Ma, come dice un proverbio turco,
"morta la vacca, finita la società". In effetti, dal momento in cui
il nemico comune - l'establishment - è venuto meno, la coalizione ha iniziato
ad incrinarsi.
Erdogan
non sembra più sopportare alcuna altra autorità eccetto la sua all'interno
dello Stato, così "l'emiro della Pennsylvania" (dove Gulen vive dal
1999, quando in patria era iniziato un processo a suo carico) è diventato il
nuovo avversario da abbattere. Per il Primo ministro ogni tentativo di limitare
l'estensione del suo potere è automaticamente una cospirazione, e così è
vissuta ormai anche la presenza degli uomini di Gulen.

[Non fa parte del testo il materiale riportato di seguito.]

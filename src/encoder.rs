//! Row encoding
//!
//! This module flattens streams into the row format consumed by the
//! dashboards: one JSON object per record, the canonical timestamp under the
//! stream's time column as RFC 3339 in the reference offset, and unmatched
//! cells as `null`.

use serde_json::Map;

use crate::error::FusionError;
use crate::loader::JsonRow;
use crate::types::{Record, Stream};

/// Output layout for encoded rows
#[derive(Debug, Clone, Copy, PartialEq, Eq)]
pub enum RowFormat {
    /// One compact JSON object per line
    Ndjson,
    /// Compact JSON array
    Json,
    /// Indented JSON array
    JsonPretty,
}

/// Encoder from streams to flat JSON rows
pub struct RowEncoder;

impl RowEncoder {
    /// Encode one record; the canonical time overrides any column of the same name
    pub fn to_row(time_column: &str, record: &Record) -> JsonRow {
        let mut row: JsonRow = Map::new();
        for (column, value) in &record.columns {
            // Value's Serialize never fails
            let cell = serde_json::to_value(value).unwrap_or(serde_json::Value::Null);
            row.insert(column.clone(), cell);
        }
        row.insert(
            time_column.to_string(),
            serde_json::Value::from(record.time.to_rfc3339()),
        );
        row
    }

    pub fn to_rows(stream: &Stream) -> Vec<JsonRow> {
        stream
            .iter()
            .map(|record| Self::to_row(stream.time_column(), record))
            .collect()
    }

    pub fn encode(stream: &Stream, format: RowFormat) -> Result<String, FusionError> {
        let rows = Self::to_rows(stream);
        match format {
            RowFormat::Json => Ok(serde_json::to_string(&rows)?),
            RowFormat::JsonPretty => Ok(serde_json::to_string_pretty(&rows)?),
            RowFormat::Ndjson => {
                let mut out = String::new();
                for row in &rows {
                    out.push_str(&serde_json::to_string(row)?);
                    out.push('\n');
                }
                Ok(out)
            }
        }
    }
}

Dissotterrata l'ascia di guerra
La
situazione è conforme all'analisi di Serge Moscovici in Psicologia delle minoranze attive (Bollati Boringhieri 1981). Due
gruppi che si sentono oppressi collaborano fino a che uno dei due ottiene
legittimità. Quando uno dei due gruppi si libera dall'oppressione si rivolta
violentemente contro l'ex alleato, che lo minaccia nella sua nuova posizione.
I
segni di un voltafaccia erano già apparsi il 7 febbraio 2012 quando un
procuratore, ritenuto molto vicino ai gulenisti, aveva chiesto la deposizione
del Segretario generale dei servizi segreti, in stretto contatto con il Primo
ministro, nel quadro del processo contro il KCK, braccio politico del Partito
dei lavoratori del Kurdistan (PKK).
Erdogan aveva vissuto l'iniziativa
come una manovra contro la sua leadership, un tentativo per accusarlo di alto
tradimento in vista del processo di pace (i gulenisti, come i kemalisti,
adottano una politica anticurda).
Da
allora, i ponti dell'alleanza sono stati distrutti uno per uno. Un buon numero
di responsabili dell'AKP ha persino accusato il movimento Gulen di essere
l'istigatore delle proteste di Gezi, mentre altri membri del partito
rimproveravano alla polizia - infiltrata secondo loro da gulenisti - di aver
eseguito una repressione esagerata dei manifestanti allo scopo di gettare discredito
sul governo.
Accuse che avevano provocato la
reazione dura della Fondazione dei giornalisti e degli scrittori, una struttura
consensualmente ritenuta nelle mani della rete Gulen.
L'ascia
di guerra è stata ufficialmente dissotterrata in seguito allo scoop del
quotidiano Taraf il 28 novembre
scorso. Secondo questo giornale (in mano ai gulenisti come molti altri
periodici, tra cui il titolo più venduto nel paese Zaman) nel 2004, due anni dopo l'arrivo al potere dell'AKP, il
Consiglio di sicurezza dello Stato - composto da militari e da membri del
governo - aveva istituito un piano d'azione contro il movimento Gulen.
Stando
a Taraf i burocrati, funzionari e
militari reputati vicino al predicatore sarebbero stati schedati e
progressivamente allontanati dai posti chiave. Dopo quest'affondo Erdogan,
fedele alla sua reputazione, ha preferito l'attacco alla difesa suscitando
nuove polemiche con la proposta di chiudere definitivamente le scuole Dershane,
il vivaio gulenista.
La separazione dei poteri in
pericolo?
Ultimo
episodio in data, alcuni procuratori "dell'area Gulen" hanno messo in
luce una vasta rete di corruzione, nazionale e internazionale, in cui sono
implicati dei membri del governo e i loro parenti, in alcuni casi persino i
figli.
La
risposta dell'AKP è stata un rimaneggiamento di governo (sono cambiati 10
ministri), di certo tardiva, ma anche l'avvio di purghe degne del maccartismo,
senza precedenti, tra le file della polizia e dei funzionari della giustizia (da registrare il siluramento di ben 350 poliziotti,
i capi della polizia di 16 province tra cui importanti centri come Ankara,
Smirne, Antalya e Diyarbakir, e il vicecapo della pubblica sicurezza nazionale.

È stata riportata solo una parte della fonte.